BEGIN

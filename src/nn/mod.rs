//! # Layers Module
//!
//! Layers read `bottom` blobs and write `top` blobs through the [`Layer`]
//! contract: `setup` once, `reshape` when input shapes change, then
//! `forward`/`backward`.
//!
//! ## Available Layers
//!
//! - [`UnpoolingLayer`]: 2-D max-unpooling driven by a pooling mask
//! - [`NdUnpoolingLayer`]: N-dimensional max-unpooling with global mode
//! - [`MaxPoolingLayer`]: 2-D max pooling that records the mask
//!
//! ## Example
//!
//! ```ignore
//! use rustyunpool::nn::{Layer, MaxPoolingLayer, UnpoolingLayer};
//! use rustyunpool::params::UnpoolingParameter;
//!
//! let param = UnpoolingParameter::square(2);
//! let mut pool = MaxPoolingLayer::new(param.clone());
//! let mut unpool = UnpoolingLayer::new(param);
//!
//! pool.setup(&input, &mut pooled)?;
//! pool.forward(&input, &mut pooled)?;
//! unpool.setup(&pooled, &mut restored)?;
//! unpool.forward(&pooled, &mut restored)?;
//! ```

pub mod module;
pub mod nd_unpooling;
pub mod pooling;
pub mod unpooling;

pub use module::{Layer, LayerError};
pub use nd_unpooling::NdUnpoolingLayer;
pub use pooling::MaxPoolingLayer;
pub use unpooling::UnpoolingLayer;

END

Required action:
Lines containing the word "NdUnpoolingLayer" must be found in the data above and copied.

Answer to the exercise:
//! - [`NdUnpoolingLayer`]: N-dimensional max-unpooling with global mode
pub use nd_unpooling::NdUnpoolingLayer;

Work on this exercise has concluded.